How to Lose Weight
For decades the scientific community has insisted that the best way to lose weight is through diet and exercise. As a result, no shortage of expert advice on these topics has abounded in the form of books, videos, podcasts, exercise equipment, and fad diets.
What if the failure has nothing to do with the individuals trying to lose weight? What if the advice that the scientific establishment has provided for decades has been misguided, not though any kind of malice, but through a genuine misunderstanding of the basics of human biology? Everyone knows diet and exercise work, but until recently no one has asked why they work? Furthermore, no one has asked why they worked so well a few decades ago but have become less and less effective over time.
Diet and exercise are the keys to healthy weight and body composition, but why does that work? Furthermore, why do both seem to become less effective and more difficult to adhere to as we age? Is our every failure to lose weight really the result of a lack of motivation and commitment or is there something more fundamental that isn’t being addressed? As the U.S. adult obesity rate has continued to climb to an all time high of nearly 43%, the answers to these questions have become more pressing than ever before. Fortunately, some almost accidental breakthroughs in our understanding of energy balance have started to provide some answers.

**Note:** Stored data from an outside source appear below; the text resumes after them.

// ═══════════════════════════════════════════════════════════════
// Building definitions
// ═══════════════════════════════════════════════════════════════

impl InputSpec {
    fn has_validation(&self) -> bool {
        self.value_type.is_some()
            || self.on_validation_error.is_some()
            || self.min_value.is_some()
            || self.max_value.is_some()
            || self.min_length.is_some()
            || self.max_length.is_some()
            || self.pattern.is_some()
            || self.allowed_values.is_some()
            || self.min_items.is_some()
            || self.max_items.is_some()
    }

    /// Turn the raw table into a checked definition.
    pub fn build(&self, name: &str, evaluator: &dyn ExpressionEvaluator) -> Result<InputDefinition> {
        let kind = self.build_kind(name, evaluator)?;
        let mut definition = InputDefinition::new(name, kind);
        definition.default = self.default.clone();

        if let Some(t) = &self.transform {
            let transform = t.parse::<Transform>().map_err(|transform| ViewError::InvalidTransform {
                input: name.to_string(),
                transform,
            })?;
            definition.transform = Some(transform);
        }

        if self.has_validation() {
            definition.validation = Some(self.build_validation(name)?);
        }

        Ok(definition)
    }

    fn build_kind(&self, name: &str, evaluator: &dyn ExpressionEvaluator) -> Result<InputKind> {
        let declared: Vec<&str> = [
            self.operation.as_ref().map(|_| "operation"),
            self.constant.as_ref().map(|_| "constant"),
            self.expression.as_ref().map(|_| "expression"),
        ]
        .into_iter()
        .flatten()
        .collect();
        if declared.len() > 1 {
            return Err(ViewError::AmbiguousKind {
                input: name.to_string(),
                kinds: declared.join(", "),
            });
        }

        if let Some(op) = &self.operation {
            return self.build_computed(name, op);
        }

        if let Some(value) = &self.constant {
            return Ok(InputKind::Constant(value.clone()));
        }

        if let Some(expression) = &self.expression {
            let namespace = self.namespace.as_deref();
            if let Some(ns) = namespace.filter(|ns| !evaluator.supports_namespace(ns)) {
                return Err(ViewError::UnsupportedNamespace {
                    input: name.to_string(),
                    namespace: ns.to_string(),
                });
            }
            evaluator
                .check(expression, namespace)
                .map_err(|e| match e {
                    ExprError::UnknownNamespace(ns) | ExprError::NotInScope(ns) => {
                        ViewError::UnsupportedNamespace {
                            input: name.to_string(),
                            namespace: ns,
                        }
                    }
                    other => ViewError::InvalidExpression {
                        input: name.to_string(),
                        details: other.to_string(),
                    },
                })?;
            return Ok(InputKind::HostExpression {
                expression: expression.clone(),
                namespace: self.namespace.clone(),
            });
        }

        let path = self.context_key.clone().unwrap_or_else(|| name.to_string());
        let segments = parse_path(name, &path)?;
        Ok(InputKind::Context { path, segments })
    }

    fn build_computed(&self, name: &str, op: &str) -> Result<InputKind> {
        let operation = op.parse::<Operation>().map_err(|operation| ViewError::UnknownOperation {
            input: name.to_string(),
            operation,
        })?;

        operation
            .check_params(&self.params)
            .map_err(|e| match e {
                crate::ops::OpError::BadParam { name: param, details } => ViewError::InvalidParam {
                    input: name.to_string(),
                    param,
                    details,
                },
                other => ViewError::InvalidParam {
                    input: name.to_string(),
                    param: operation.to_string(),
                    details: other.to_string(),
                },
            })?;

        let sources = if !self.sources.is_empty() {
            self.sources.iter().cloned().map(Source::Input).collect()
        } else if let Some(path) = &self.context_key {
            vec![Source::Path {
                path: path.clone(),
                segments: parse_path(name, path)?,
            }]
        } else {
            Vec::new()
        };

        let condition = match (&self.condition, operation) {
            (Some(c), _) => Some(Condition {
                input: c.input.clone(),
                equals: c.equals.clone(),
            }),
            (None, Operation::Conditional) => {
                return Err(ViewError::MissingCondition {
                    input: name.to_string(),
                })
            }
            (None, _) => None,
        };

        Ok(InputKind::Computed {
            operation,
            sources,
            params: self.params.clone(),
            condition,
        })
    }

    fn build_validation(&self, name: &str) -> Result<ValidationSpec> {
        let expected_type = match &self.value_type {
            Some(t) => t.parse::<ValueType>().map_err(|type_name| ViewError::InvalidType {
                input: name.to_string(),
                type_name,
            })?,
            None => ValueType::Any,
        };

        let on_error = match &self.on_validation_error {
            Some(p) => p.parse::<OnError>().map_err(|policy| ViewError::InvalidPolicy {
                input: name.to_string(),
                policy,
            })?,
            None => OnError::UseDefault,
        };

        let pattern = match &self.pattern {
            Some(p) => Some(Regex::new(p).map_err(|e| ViewError::InvalidPattern {
                input: name.to_string(),
                pattern: p.clone(),
                details: e.to_string(),
            })?),
            None => None,
        };

        let spec = ValidationSpec {
            expected_type,
            min_value: self.min_value,
            max_value: self.max_value,
            min_length: self.min_length,
            max_length: self.max_length,
            pattern,
            allowed_values: self.allowed_values.clone(),
            min_items: self.min_items,
            max_items: self.max_items,
            on_error,
        };

        spec.check_bounds().map_err(|details| ViewError::InvalidBounds {
            input: name.to_string(),
            details,
        })?;

        Ok(spec)
    }
}

fn parse_path(name: &str, path: &str) -> Result<Vec<path::Segment>> {
    path::parse(path).map_err(|e| ViewError::InvalidPath {
        input: name.to_string(),
        path: path.to_string(),
        details: e.to_string(),
    })
}

/// Build every definition, collecting (input, error) pairs instead of
/// stopping at the first one.
fn build_all(config: &InputsConfig, evaluator: &dyn ExpressionEvaluator) -> (InputTable, Vec<(String, ViewError)>) {
    let mut table = InputTable::new();
    let mut errors = Vec::new();

    for (name, spec) in &config.inputs {
        match spec.build(name, evaluator) {
            Ok(definition) => table.insert(definition),
            Err(e) => errors.push((name.clone(), e)),
        }
    }

    for definition in table.iter() {
        if let InputKind::Computed {
            sources, condition, ..
        } = &definition.kind
        {
            for source in sources {
                if let Source::Input(source_name) = source {
                    if !config.inputs.contains_key(source_name) {
                        errors.push((
                            definition.name.clone(),
                            ViewError::UnknownSource {
                                input: definition.name.clone(),
                                source_name: source_name.clone(),
                            },
                        ));
                    }
                }
            }
            if let Some(c) = condition.as_ref().filter(|c| !config.inputs.contains_key(&c.input)) {
                errors.push((
                    definition.name.clone(),
                    ViewError::UnknownConditionInput {
                        input: definition.name.clone(),
                        condition_input: c.input.clone(),
                    },
                ));
            }
        }
    }

    (table, errors)
}

impl InputTable {
    /// Build the definition table, failing on the first configuration error.
    pub fn from_config(config: &InputsConfig, evaluator: &dyn ExpressionEvaluator) -> Result<Self> {
        let (table, errors) = build_all(config, evaluator);
        match errors.into_iter().next() {
            Some((_, e)) => Err(e),
            None => Ok(table),
        }
    }
}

For a long time, doctors have insisted that energy balance was a matter of calories in versus calories out. In fact, the NIH still touts this overly simplistic view of weight control. The equation is simple, eat less than you burn in a day and you will lose weight. A calorie is a calorie is a calorie, right? Wrong. Not only is the “a calorie is a calorie” argument wrong, we have had the knowledge to understand why it is wrong since the modern era of physiological science came along.
In the case of the carbohydrate, the answer isn’t simple either. We need carbohydrates to function properly and eating the right amount of them is necessary for good health. In fact, building muscle is impossible without eating enough of the right kinds of carbohydrate. Like anything, however, the devil is in the details and how much of what type of carbohydrate we consume is critical to whether we gain or lose weight, particularly fat.